Shy Trump voters are likely a myth, but polls aren’t perfect
It’s the latest poll from Iowa that has the race about even with perhaps the slightest edge for Trump. Trump won the state by 9 points in 2016.
What’s the point: This Iowa poll, like many others, shows that Biden is doing significantly better than Hillary Clinton in a given contest. As I have noted previously, Trump’s deficit has made folks wonder if the polls are undercounting Republican support. Previously, I’ve argued against such a phenomenon.
This poll reinforces that there is little sign of a vast supply of hidden Trump support in the electorate. That said, it is possible, especially at this early juncture, that Trump outperforms his current polling and goes on to win.
The great thing about Monmouth University polling is that it weights its results by party registration. Unlike party identification seen in most public polling, party registration is not what a person considers their political affiliation to be on the day she or he was polled and is not subject to a margin of error. Rather, it is a measurable fact produced by government agencies in a number of states.
Currently, the Iowa Secretary of State reports that 34% of voters in the Hawkeye State are registered Democrats and 34% of voters are registered Republicans. The aforementioned Monmouth poll matches that exactly.
Monmouth also matched the party registration figures pretty much perfectly in Pennsylvania when they polled there. Like in Iowa, they found Biden vastly outperforming Clinton’s baseline by more than 5 points in the state.
The same holds true if you look at other pollsters like the University of New Hampshire and the New York Times/Siena College polls. Both weight by party registration, and both have given Biden substantial advantages in key swing states.
Indeed, as The New York Times’ Nate Cohn has pointed out, Republicans were not any less likely to answer their polls than Democrats were once we control for demographics. (If those controls had not been in place, the polls would actually have too many Republicans relative to their registration percentages.)
View 2020 presidential election polling
A slightly hopeful sign for Trump backers looking for hidden Trump support is an examination of polls that don’t use live interviews.
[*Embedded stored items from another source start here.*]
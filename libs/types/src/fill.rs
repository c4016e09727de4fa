//! Match results handed from the matcher to clearing
//!
//! A `Fill` is the record of one maker/taker pairing. The matcher produces
//! fills after updating book-side state; clearing consumes them to move
//! shares and collateral. The two halves must always be applied together.

use crate::errors::MarketError;
use crate::ids::{OrderId, TraderId};
use crate::numeric::{Price, Quantity};
use crate::outcome::Outcome;
use serde::{Deserialize, Serialize};

/// Which matching phase produced the fill.
#[derive(Debug, Clone, Copy, PartialEq, Eq, Serialize, Deserialize)]
pub enum FillKind {
    /// Both orders on the same outcome, opposite sides
    SameOutcome,
    /// Orders on complementary outcomes, opposite sides
    CrossOutcome,
}

/// One maker/taker pairing produced by the matcher.
///
/// In every fill exactly one of the pair is a bid and one is an ask:
/// `seller` is the ask's trader, `buyer` the bid's trader, and
/// `share_outcome` the ask's outcome (which for cross fills differs from the
/// bid's). `execution_price` is what the seller is paid per share;
/// `bid_limit_price` is what the paying bid locked per share, so any spread
/// between the two is refunded to the buyer when the fill settles.
#[derive(Debug, Clone, PartialEq, Serialize, Deserialize)]
pub struct Fill {
    pub kind: FillKind,
    pub maker_order_id: OrderId,
    pub taker_order_id: OrderId,
    pub seller: TraderId,
    pub buyer: TraderId,
    pub share_outcome: Outcome,
    pub execution_price: Price,
    pub quantity: Quantity,
    pub bid_order_id: OrderId,
    pub bid_limit_price: Price,
}

impl Fill {
    /// Amount paid to the seller for this fill.
    pub fn payment(&self) -> Result<u64, MarketError> {
        self.execution_price.cost(self.quantity)
    }

    /// Unconsumed portion of the bid's lock for the filled quantity,
    /// returned to the buyer at settlement. Zero whenever execution happens
    /// at the bid's own price.
    pub fn spread_refund(&self) -> Result<u64, MarketError> {
        let spread = self
            .bid_limit_price
            .ticks()
            .checked_sub(self.execution_price.ticks())
            .ok_or(MarketError::Overflow)?;
        spread
            .checked_mul(self.quantity.get())
            .ok_or(MarketError::Overflow)
    }

    /// Total drawn from the bid's lock: payment plus refund.
    pub fn lock_consumed(&self) -> Result<u64, MarketError> {
        self.bid_limit_price.cost(self.quantity)
    }
}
Most of these polls are done online or with an automated voice.
An accepted polling practice to see if voters are afraid to give a certain answer they deem to be socially undesirable is to compare the results when a live interviewer is present and when one isn’t.
Biden’s national lead is still 8 points in polls that don’t use live interviews at this point. That is a little lower than in polls that do use live interviewers and call cell phones, though that gap has only recently appeared and may just be a statistical artifact.
No matter how you measure it, Biden is ahead and by a not insignificant margin.
All of this said, it is still possible Trump still wins this election. For one thing, the election is still about 90 days away. We have to get through both conventions and the debates. In previous years, the difference between the polls at this point and the result have been wide enough to not feel overly confident that Biden’s advantage will hold.
Even if we were at the end of the campaign, Biden would need to be leading by a lot to feel very confident he’d win. The true 95% confidence interval for polling error is a lot more than just the margin of error. That’s even true when we average the polls.
Although most of the larger polling misses occurred before modern polling techniques were implemented after 1948, large errors can still occur. The average national poll still missed by 7 points in 1980. That’s actually much less than the 2 point miss of the national average in 2016.
On the state level, the errors have been even greater. Since 1972, the 95% confidence interval for state polling at the end of the campaign is about +/- 9 points for races within 10 points. While it’s quite unlikely all the polls from the key states would miss by that much, polling errors tend to be correlated with a given year. For example, most of the state polls in the Great Lakes underestimated Trump in 2016.
The good news for poll watchers is that big errors are rare. The average national error since 1968 has been less than 2 points. Since 1972, the average state poll aggregate has been off by just over 3 points in races where the polling margin was within 10 points.
In other words, polls don’t often miss, but when they do miss, they miss spectacularly. And to be clear, there’s no guarantee than any miss would underestimate Trump again. The direction of polling errors tend to be uncorrelated from year to year.
The bottom line is that Biden would very likely win if the current political atmosphere holds until November. Still, it wouldn’t be a guarantee.